Literatur über IRON MAIDEN findet man an jeder Ecke, und meistens ähneln sich die Storys und Geschichten fast im Detail. "Loopyworld - Die Frühen Tage von IRON MAIDEN" erzählt aber eine andere Geschichte, da das Buch von dem ehemaligen Roadie STEVE NEWHOUSE geschrieben wurde, der in der Szene nur als "LOOPY" bekannt war und natürlich noch ist.

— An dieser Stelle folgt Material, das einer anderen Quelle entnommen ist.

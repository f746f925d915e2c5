// This Source Code Form is subject to the terms of the Mozilla Public
// License, v. 2.0. If a copy of the MPL was not distributed with this
// file, You can obtain one at https://mozilla.org/MPL/2.0/.

//! Host geometry primitives
//!
//! Snapshots of the raw geometry a host CAD/BIM system hands over: curves,
//! faces, solids and placements. All lengths are in feet.

use crate::units::Xyz;
use std::f64::consts::FRAC_PI_2;
use std::fmt;

/// Opaque host element identifier
#[derive(Debug, Clone, Copy, PartialEq, Eq, Hash, PartialOrd, Ord)]
#[cfg_attr(feature = "serde", derive(serde::Serialize, serde::Deserialize))]
pub struct HostId(pub i64);

impl fmt::Display for HostId {
    fn fmt(&self, f: &mut fmt::Formatter<'_>) -> fmt::Result {
        write!(f, "#{}", self.0)
    }
}

/// Finest level of detail; matches the host's own default tessellation
pub const FINEST_LEVEL_OF_DETAIL: f64 = 1.0;

/// Largest angular step used at level of detail 0.0
const COARSEST_ARC_STEP: f64 = FRAC_PI_2;

/// Smallest angular step used at level of detail 1.0 (5 degrees)
const FINEST_ARC_STEP: f64 = std::f64::consts::PI / 36.0;

/// A host curve
#[derive(Debug, Clone, PartialEq)]
#[cfg_attr(feature = "serde", derive(serde::Serialize, serde::Deserialize))]
pub enum HostCurve {
    Line {
        start: Xyz,
        end: Xyz,
    },
    /// Circular arc swept from `start_angle` to `end_angle` (radians) in the
    /// plane spanned by `x_axis` and `y_axis`
    Arc {
        center: Xyz,
        radius: f64,
        x_axis: Xyz,
        y_axis: Xyz,
        start_angle: f64,
        end_angle: f64,
    },
    HermiteSpline {
        control_points: Vec<Xyz>,
    },
}

/// A closed sequence of host curves
pub type HostCurveLoop = Vec<HostCurve>;

impl HostCurve {
    pub fn line(start: Xyz, end: Xyz) -> Self {
        HostCurve::Line { start, end }
    }

    /// Arcs and splines are curved; lines are not
    #[inline]
    pub fn is_curved(&self) -> bool {
        !matches!(self, HostCurve::Line { .. })
    }

    /// Start (`index == 0`) or end (any other index) point
    pub fn end_point(&self, index: usize) -> Xyz {
        match self {
            HostCurve::Line { start, end } => {
                if index == 0 {
                    *start
                } else {
                    *end
                }
            }
            HostCurve::Arc { start_angle, end_angle, .. } => {
                self.point_at_angle(if index == 0 { *start_angle } else { *end_angle })
            }
            HostCurve::HermiteSpline { control_points } => {
                let point = if index == 0 {
                    control_points.first()
                } else {
                    control_points.last()
                };
                point.copied().unwrap_or(Xyz::ZERO)
            }
        }
    }

    fn point_at_angle(&self, angle: f64) -> Xyz {
        match self {
            HostCurve::Arc {
                center,
                radius,
                x_axis,
                y_axis,
                ..
            } => *center + (*x_axis * angle.cos() + *y_axis * angle.sin()) * *radius,
            _ => Xyz::ZERO,
        }
    }

    /// Evaluate at a normalized parameter in `[0, 1]`
    pub fn evaluate(&self, t: f64) -> Xyz {
        let t = t.clamp(0.0, 1.0);
        match self {
            HostCurve::Line { start, end } => *start + (*end - *start) * t,
            HostCurve::Arc {
                start_angle,
                end_angle,
                ..
            } => self.point_at_angle(start_angle + (end_angle - start_angle) * t),
            HostCurve::HermiteSpline { control_points } => {
                point_along_polyline(control_points, t)
            }
        }
    }

    /// Point at the middle of the curve's parameter range
    #[inline]
    pub fn midpoint(&self) -> Xyz {
        self.evaluate(0.5)
    }

    /// Chord points along the curve, endpoints included.
    ///
    /// `level_of_detail` ranges from 0.0 (coarsest) to 1.0 (finest). Lines
    /// always yield their two endpoints and splines their control points.
    pub fn tessellate(&self, level_of_detail: f64) -> Vec<Xyz> {
        match self {
            HostCurve::Line { start, end } => vec![*start, *end],
            HostCurve::Arc {
                start_angle,
                end_angle,
                ..
            } => {
                let sweep = end_angle - start_angle;
                let segments = arc_segment_count(sweep, level_of_detail);
                (0..=segments)
                    .map(|i| {
                        let angle = start_angle + sweep * (i as f64) / (segments as f64);
                        self.point_at_angle(angle)
                    })
                    .collect()
            }
            HostCurve::HermiteSpline { control_points } => control_points.clone(),
        }
    }

    /// Shortest distance from `point` to the curve
    pub fn distance_to(&self, point: &Xyz) -> f64 {
        match self {
            HostCurve::Line { start, end } => distance_to_segment(point, start, end),
            _ => {
                let chord = self.tessellate(FINEST_LEVEL_OF_DETAIL);
                chord
                    .windows(2)
                    .map(|w| distance_to_segment(point, &w[0], &w[1]))
                    .fold(f64::INFINITY, f64::min)
            }
        }
    }

    /// Approximate curve length, in feet
    pub fn length(&self) -> f64 {
        match self {
            HostCurve::Line { start, end } => start.distance_to(end),
            HostCurve::Arc {
                radius,
                start_angle,
                end_angle,
                ..
            } => radius * (end_angle - start_angle).abs(),
            HostCurve::HermiteSpline { control_points } => polyline_length(control_points),
        }
    }
}

/// Number of chord segments used for an arc of the given sweep
pub fn arc_segment_count(sweep: f64, level_of_detail: f64) -> usize {
    let lod = level_of_detail.clamp(0.0, 1.0);
    let step = COARSEST_ARC_STEP - lod * (COARSEST_ARC_STEP - FINEST_ARC_STEP);
    // Absorb rounding so an exact multiple of the step does not gain a segment
    ((sweep.abs() / step - 1e-9).ceil() as usize).max(1)
}

fn distance_to_segment(point: &Xyz, a: &Xyz, b: &Xyz) -> f64 {
    let ab = *b - *a;
    let len_sq = ab.dot(&ab);
    if len_sq < 1e-24 {
        return point.distance_to(a);
    }
    let t = ((*point - *a).dot(&ab) / len_sq).clamp(0.0, 1.0);
    point.distance_to(&(*a + ab * t))
}

fn polyline_length(points: &[Xyz]) -> f64 {
    points.windows(2).map(|w| w[0].distance_to(&w[1])).sum()
}

fn point_along_polyline(points: &[Xyz], t: f64) -> Xyz {
    match points.len() {
        0 => Xyz::ZERO,
        1 => points[0],
        _ => {
            let target = polyline_length(points) * t;
            let mut walked = 0.0;
            for w in points.windows(2) {
                let len = w[0].distance_to(&w[1]);
                if walked + len >= target && len > 0.0 {
                    return w[0] + (w[1] - w[0]) * ((target - walked) / len);
                }
                walked += len;
            }
            points[points.len() - 1]
        }
    }
}

/// Surface family of a host face
#[derive(Debug, Clone, Copy, PartialEq, Eq)]
#[cfg_attr(feature = "serde", derive(serde::Serialize, serde::Deserialize))]
pub enum SurfaceKind {
    Planar,
    Conical,
    Cylindrical,
    Other,
}

/// A bounded face of a host solid
#[derive(Debug, Clone, PartialEq)]
#[cfg_attr(feature = "serde", derive(serde::Serialize, serde::Deserialize))]
pub struct HostFace {
    pub surface: SurfaceKind,
    /// Edge loops; the host does not guarantee which loop is the outer one
    pub loops: Vec<HostCurveLoop>,
}

impl HostFace {
    pub fn planar(loops: Vec<HostCurveLoop>) -> Self {
        Self {
            surface: SurfaceKind::Planar,
            loops,
        }
    }

    #[inline]
    pub fn is_planar(&self) -> bool {
        self.surface == SurfaceKind::Planar
    }
}

/// A host solid, reduced to its bounding faces
#[derive(Debug, Clone, PartialEq, Default)]
#[cfg_attr(feature = "serde", derive(serde::Serialize, serde::Deserialize))]
pub struct HostSolid {
    pub faces: Vec<HostFace>,
}

impl HostSolid {
    pub fn planar_faces(&self) -> impl Iterator<Item = &HostFace> {
        self.faces.iter().filter(|f| f.is_planar())
    }
}

/// A host placement: origin in feet plus three basis directions
#[derive(Debug, Clone, Copy, PartialEq)]
#[cfg_attr(feature = "serde", derive(serde::Serialize, serde::Deserialize))]
pub struct HostTransform {
    pub origin: Xyz,
    pub basis_x: Xyz,
    pub basis_y: Xyz,
    pub basis_z: Xyz,
}

impl HostTransform {
    pub fn identity() -> Self {
        Self {
            origin: Xyz::ZERO,
            basis_x: Xyz::BASIS_X,
            basis_y: Xyz::BASIS_Y,
            basis_z: Xyz::BASIS_Z,
        }
    }
}

impl Default for HostTransform {
    fn default() -> Self {
        Self::identity()
    }
}

#[cfg(test)]
mod tests {
    use super::*;
    use std::f64::consts::PI;

    fn quarter_arc() -> HostCurve {
        HostCurve::Arc {
            center: Xyz::ZERO,
            radius: 10.0,
            x_axis: Xyz::BASIS_X,
            y_axis: Xyz::BASIS_Y,
            start_angle: 0.0,
            end_angle: PI / 2.0,
        }
    }

    #[test]
    fn test_line_end_points_and_midpoint() {
        let line = HostCurve::line(Xyz::new(0.0, 0.0, 0.0), Xyz::new(10.0, 0.0, 0.0));
        assert_eq!(line.end_point(0), Xyz::new(0.0, 0.0, 0.0));
        assert_eq!(line.end_point(1), Xyz::new(10.0, 0.0, 0.0));
        assert_eq!(line.midpoint(), Xyz::new(5.0, 0.0, 0.0));
        assert!(!line.is_curved());
    }

    #[test]
    fn test_arc_tessellation_depends_on_level_of_detail() {
        let arc = quarter_arc();
        let fine = arc.tessellate(1.0);
        let coarse = arc.tessellate(0.25);
        assert_eq!(fine.len(), 19); // 90 / 5 degrees = 18 segments
        assert!(coarse.len() < fine.len());
        assert!(fine[0].is_almost_equal_to(&Xyz::new(10.0, 0.0, 0.0), 1e-9));
        assert!(fine[18].is_almost_equal_to(&Xyz::new(0.0, 10.0, 0.0), 1e-9));
    }

    #[test]
    fn test_distance_to_line() {
        let line = HostCurve::line(Xyz::new(0.0, 0.0, 0.0), Xyz::new(10.0, 0.0, 0.0));
        assert!((line.distance_to(&Xyz::new(5.0, 3.0, 0.0)) - 3.0).abs() < 1e-12);
        assert!((line.distance_to(&Xyz::new(-4.0, 0.0, 3.0)) - 5.0).abs() < 1e-12);
    }

    #[test]
    fn test_spline_evaluates_along_control_polygon() {
        let spline = HostCurve::HermiteSpline {
            control_points: vec![
                Xyz::new(0.0, 0.0, 0.0),
                Xyz::new(4.0, 0.0, 0.0),
                Xyz::new(4.0, 4.0, 0.0),
            ],
        };
        assert!(spline.is_curved());
        assert!(spline.midpoint().is_almost_equal_to(&Xyz::new(4.0, 0.0, 0.0), 1e-9));
        assert!((spline.length() - 8.0).abs() < 1e-12);
    }
}
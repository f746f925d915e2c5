// This Source Code Form is subject to the terms of the Mozilla Public
// License, v. 2.0. If a copy of the MPL was not distributed with this
// file, You can obtain one at https://mozilla.org/MPL/2.0/.

//! Per-conversion extraction state
//!
//! Everything one element's extraction needs is held by an
//! [`ExtractionContext`] and passed explicitly; nothing accumulates across
//! elements, so independent elements can be extracted in parallel.

use crate::config::ConversionConfig;
use crate::error::Result;
use crate::schema::SchemaElement;
use bim_bridge_core::HostElement;
use bim_bridge_geometry::{CurveLoopSorter, MeshTessellator, MullionProfileResolver, ProfileExtractor};

#[derive(Debug, Clone)]
pub struct ExtractionContext<'c> {
    pub(crate) config: &'c ConversionConfig,
    pub(crate) tessellator: MeshTessellator,
    pub(crate) resolver: MullionProfileResolver,
    pub(crate) extractor: ProfileExtractor,
    pub(crate) sorter: CurveLoopSorter,
}

impl<'c> ExtractionContext<'c> {
    pub fn new(config: &'c ConversionConfig) -> Self {
        Self {
            config,
            tessellator: config.tessellator(),
            resolver: config.mullion_resolver(),
            extractor: config.profile_extractor(),
            sorter: CurveLoopSorter::new(config.planar_level_of_detail),
        }
    }

    #[inline]
    pub fn config(&self) -> &ConversionConfig {
        self.config
    }

    /// Level of detail for curves crossing into the schema
    #[inline]
    pub(crate) fn curve_level_of_detail(&self) -> f64 {
        self.config.planar_level_of_detail
    }

    /// Convert one host element into its schema elements
    pub fn extract(&self, element: &HostElement) -> Result<Vec<SchemaElement>> {
        match element {
            HostElement::Framing(member) => Ok(vec![SchemaElement::Beam(self.extract_beam(member)?)]),
            HostElement::Wall(wall) => Ok(vec![SchemaElement::CurtainWall(
                self.extract_curtain_wall(wall)?,
            )]),
            HostElement::Roof(roof) => {
                let (roof, visualization) = self.extract_roof(roof)?;
                Ok(vec![SchemaElement::Roof(roof), SchemaElement::Mesh(visualization)])
            }
        }
    }
}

In den Jahren zwischen 1978 und 1984 war LOOPY Mitglied der Roadcrew von IRON MAIDEN, bester Freund von Paul Di´Anno und gleichzeitig ein Hansdampf in allen Gassen. LOOPY war nicht nur ein wichtiger Teil der Roadcrew, sondern auch Drumroadie für Clive Burr. Mit dem ehemaligen Drummer von IRON MAIDEN wurde LOOPY niemals wirklich warm, und somit definiert sich das Buch auch als kleine Abrechnung mit dem ungeliebten Drummer. Ob dies, nach Bekanntwerden von Burrs MS-Erkrankung, wirklich notwendig war, lasse ich mal dahingestellt. Geht man davon aus, dass die beschriebenen Schikanen des MAIDEN-Drummers so stattgefunden haben, so hatte LOOPY ein hartes Päckchen zu tragen. Hier wäre es tatsächlich interessant, ein Statement der Gegenseite zu hören. Auch Manager Rob bekommt sein Fett weg, und somit wird in dem Buch viel schmutzige Wäsche gewaschen. Klingt reißerisch, aber ein Großteil des Werks widmet sich dann doch dem Leben als Roadie von IRON MAIDEN und den beschwerlichen Wegen mit dem Band-Bus "Green Goddess". Leider wird nicht jede Geschichte komplett erzählt, da sich LOOPY teilweise nur an Bruchstücke erinnern kann und sich auf sein altes Tagebuch verlässt. Der Autor sieht sich in dem Buch als vollständiges Bandmitglied an, und in den ersten Tagen beschreibt er eine Band und eine Crew, die zusammen etwas Großes erreichen möchten.
Im Verlauf des Buches bemerkt man, dass LOOPY sich immer mehr von der Band entfernt und man somit keine "pikanten" Einzelheiten über Harris & Co erfährt. Ist man auf der Suche nach Sensationsgeschichten und Skandalen, so hat man mit "Die Frühen Tage Von IRON MAIDEN" das falsche Buch ausgewählt und sollte lieber zum Buch "The Dirt" greifen, welches wohl jedem MÖTLEY CRÜE-Fan ein Begriff ist. "Loopyworld" erzählt in einer bodenständigen Form die Geschichte von LOOPY, der Teil einer unglaublichen Bandgeschichte war und dies in seinen eigenen Worten wiedergibt. Das Buch liest sich sehr flott durch, aber manchmal muss man aufpassen, über welche Personen LOOPY berichtet, da scheinbar vorausgesetzt wird, dass man jedes Crew-Mitglied der frühen IRON MAIDEN sofort beim Vornamen erkennen kann und diese Namen auch im Gedächtnis behält.
Besonders hervorzuheben sind die vielen Fotos, welche aus bisher ungeöffneten Privatarchiven stammen und somit neue Einblicke in die Welt von IRON MAIDEN zulassen. Über die Cover-Gestaltung müssen wir eigentlich nicht reden, da MAIDENs Hauszeichner Derek Riggs den Job übernommen hat, und natürlich beste Arbeit abgeliefert wurde. Zusammengefasst, ist "Loopyworld" wirklich unterhaltsam, und sucht man ein Buch, welches einen anderen Blickwinkel auf IRON MAIDEN anbietet, so sollte man "Loopyworld" auf den internen Wunschzettel setzten.